**Action item**:
Your task is to repeat exactly the lines below between the line holding "filename crates/dmfgen-trace/src/lib.rs" and the line holding "use dmfgen_geometry::Polygon;", inclusive, and only those.

━━━ Data to use

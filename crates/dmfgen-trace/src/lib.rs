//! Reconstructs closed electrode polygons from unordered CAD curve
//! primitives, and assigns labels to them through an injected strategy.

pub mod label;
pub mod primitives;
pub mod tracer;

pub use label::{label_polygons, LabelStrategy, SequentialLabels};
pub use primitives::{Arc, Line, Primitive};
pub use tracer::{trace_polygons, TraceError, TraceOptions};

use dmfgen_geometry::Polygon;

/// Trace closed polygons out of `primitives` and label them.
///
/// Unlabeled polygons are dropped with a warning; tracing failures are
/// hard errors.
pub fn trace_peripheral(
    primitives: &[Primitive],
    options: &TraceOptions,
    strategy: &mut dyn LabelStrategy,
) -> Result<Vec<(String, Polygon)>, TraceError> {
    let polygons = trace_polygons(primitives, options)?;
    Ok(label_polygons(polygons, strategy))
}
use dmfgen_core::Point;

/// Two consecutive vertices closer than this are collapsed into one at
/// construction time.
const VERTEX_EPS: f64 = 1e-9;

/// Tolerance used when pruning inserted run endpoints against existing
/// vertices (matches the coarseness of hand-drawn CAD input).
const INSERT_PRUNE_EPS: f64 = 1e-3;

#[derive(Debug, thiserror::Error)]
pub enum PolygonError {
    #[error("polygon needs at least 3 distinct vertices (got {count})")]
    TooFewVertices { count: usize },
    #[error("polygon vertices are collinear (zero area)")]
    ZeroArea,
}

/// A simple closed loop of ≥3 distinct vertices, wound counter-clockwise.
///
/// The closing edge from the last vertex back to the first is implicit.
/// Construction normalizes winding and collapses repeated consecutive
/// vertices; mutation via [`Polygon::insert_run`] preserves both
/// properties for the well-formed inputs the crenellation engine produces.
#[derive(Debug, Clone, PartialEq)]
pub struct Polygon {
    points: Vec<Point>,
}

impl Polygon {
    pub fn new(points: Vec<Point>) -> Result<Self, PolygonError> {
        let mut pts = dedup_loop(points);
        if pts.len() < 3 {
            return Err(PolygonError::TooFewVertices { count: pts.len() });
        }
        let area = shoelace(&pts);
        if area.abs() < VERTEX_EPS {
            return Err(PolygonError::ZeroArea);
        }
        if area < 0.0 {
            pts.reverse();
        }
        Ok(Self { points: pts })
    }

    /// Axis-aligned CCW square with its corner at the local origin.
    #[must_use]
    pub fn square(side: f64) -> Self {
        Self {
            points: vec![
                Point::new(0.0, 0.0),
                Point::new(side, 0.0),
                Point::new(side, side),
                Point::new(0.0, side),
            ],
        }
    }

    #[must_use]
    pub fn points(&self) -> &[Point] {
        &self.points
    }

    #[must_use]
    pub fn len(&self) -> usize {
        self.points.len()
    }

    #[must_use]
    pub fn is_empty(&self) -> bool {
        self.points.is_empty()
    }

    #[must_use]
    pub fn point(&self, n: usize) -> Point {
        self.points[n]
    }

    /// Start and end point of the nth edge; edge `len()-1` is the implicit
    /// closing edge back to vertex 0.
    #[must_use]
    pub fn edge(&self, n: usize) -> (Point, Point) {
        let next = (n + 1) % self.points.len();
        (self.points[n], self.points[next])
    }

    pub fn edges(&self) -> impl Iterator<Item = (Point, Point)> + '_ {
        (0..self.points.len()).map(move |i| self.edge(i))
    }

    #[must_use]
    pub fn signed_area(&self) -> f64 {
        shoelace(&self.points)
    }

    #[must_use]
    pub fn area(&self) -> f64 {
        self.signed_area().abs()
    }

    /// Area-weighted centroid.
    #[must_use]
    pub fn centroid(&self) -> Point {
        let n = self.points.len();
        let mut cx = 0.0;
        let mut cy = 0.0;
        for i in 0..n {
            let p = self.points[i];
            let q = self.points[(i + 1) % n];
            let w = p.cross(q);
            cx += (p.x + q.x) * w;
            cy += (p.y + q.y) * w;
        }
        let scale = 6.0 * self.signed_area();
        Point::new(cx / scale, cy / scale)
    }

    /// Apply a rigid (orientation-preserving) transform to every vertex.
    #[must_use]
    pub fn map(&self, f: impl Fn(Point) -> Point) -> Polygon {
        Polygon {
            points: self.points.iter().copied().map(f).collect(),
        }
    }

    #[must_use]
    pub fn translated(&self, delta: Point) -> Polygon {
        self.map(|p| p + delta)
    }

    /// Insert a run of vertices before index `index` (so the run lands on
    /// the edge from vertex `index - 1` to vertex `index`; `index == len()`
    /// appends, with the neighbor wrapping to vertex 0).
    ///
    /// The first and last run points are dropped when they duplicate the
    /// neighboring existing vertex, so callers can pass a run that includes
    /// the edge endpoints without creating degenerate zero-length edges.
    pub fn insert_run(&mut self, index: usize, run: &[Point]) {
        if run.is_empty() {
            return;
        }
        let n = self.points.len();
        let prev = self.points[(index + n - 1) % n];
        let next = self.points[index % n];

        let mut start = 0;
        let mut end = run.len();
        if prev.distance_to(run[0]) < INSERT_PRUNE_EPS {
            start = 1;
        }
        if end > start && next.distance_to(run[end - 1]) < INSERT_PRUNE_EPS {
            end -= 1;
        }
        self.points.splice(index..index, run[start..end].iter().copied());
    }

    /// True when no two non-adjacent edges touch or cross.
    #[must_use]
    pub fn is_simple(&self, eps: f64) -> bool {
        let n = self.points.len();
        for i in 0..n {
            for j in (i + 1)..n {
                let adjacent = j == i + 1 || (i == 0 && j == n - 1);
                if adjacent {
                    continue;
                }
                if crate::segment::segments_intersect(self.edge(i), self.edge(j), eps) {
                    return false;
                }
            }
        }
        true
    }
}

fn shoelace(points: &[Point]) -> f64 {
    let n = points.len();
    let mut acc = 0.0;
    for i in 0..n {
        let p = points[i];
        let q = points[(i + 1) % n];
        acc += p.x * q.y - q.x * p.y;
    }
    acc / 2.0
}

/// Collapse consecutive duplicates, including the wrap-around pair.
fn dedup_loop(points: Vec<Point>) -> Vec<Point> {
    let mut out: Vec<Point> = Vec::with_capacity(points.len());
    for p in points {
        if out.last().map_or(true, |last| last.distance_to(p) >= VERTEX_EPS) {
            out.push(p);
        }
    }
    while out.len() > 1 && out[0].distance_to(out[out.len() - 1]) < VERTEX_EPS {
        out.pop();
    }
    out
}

━━━━━━
━━━ Data to use

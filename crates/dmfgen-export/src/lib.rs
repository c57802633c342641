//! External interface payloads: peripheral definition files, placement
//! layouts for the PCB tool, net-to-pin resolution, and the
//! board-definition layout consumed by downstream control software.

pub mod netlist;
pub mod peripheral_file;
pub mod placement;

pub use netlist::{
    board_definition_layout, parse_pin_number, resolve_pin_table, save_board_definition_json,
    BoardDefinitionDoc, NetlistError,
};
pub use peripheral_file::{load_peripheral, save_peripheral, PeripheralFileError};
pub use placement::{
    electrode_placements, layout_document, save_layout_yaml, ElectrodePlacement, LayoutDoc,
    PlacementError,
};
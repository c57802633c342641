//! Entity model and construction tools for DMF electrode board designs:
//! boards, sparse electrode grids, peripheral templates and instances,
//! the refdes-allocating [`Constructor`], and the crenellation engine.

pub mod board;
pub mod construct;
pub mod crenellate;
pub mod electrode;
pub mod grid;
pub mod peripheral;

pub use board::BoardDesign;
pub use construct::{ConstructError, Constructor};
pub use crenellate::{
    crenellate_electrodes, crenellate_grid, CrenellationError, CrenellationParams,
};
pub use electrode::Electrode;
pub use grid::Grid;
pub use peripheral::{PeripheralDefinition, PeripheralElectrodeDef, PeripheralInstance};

━━━━━━

**Output of the exercise**:
filename crates/dmfgen-trace/src/lib.rs
//! Reconstructs closed electrode polygons from unordered CAD curve
//! primitives, and assigns labels to them through an injected strategy.

pub mod label;
pub mod primitives;
pub mod tracer;

pub use label::{label_polygons, LabelStrategy, SequentialLabels};
pub use primitives::{Arc, Line, Primitive};
pub use tracer::{trace_polygons, TraceError, TraceOptions};

use dmfgen_geometry::Polygon;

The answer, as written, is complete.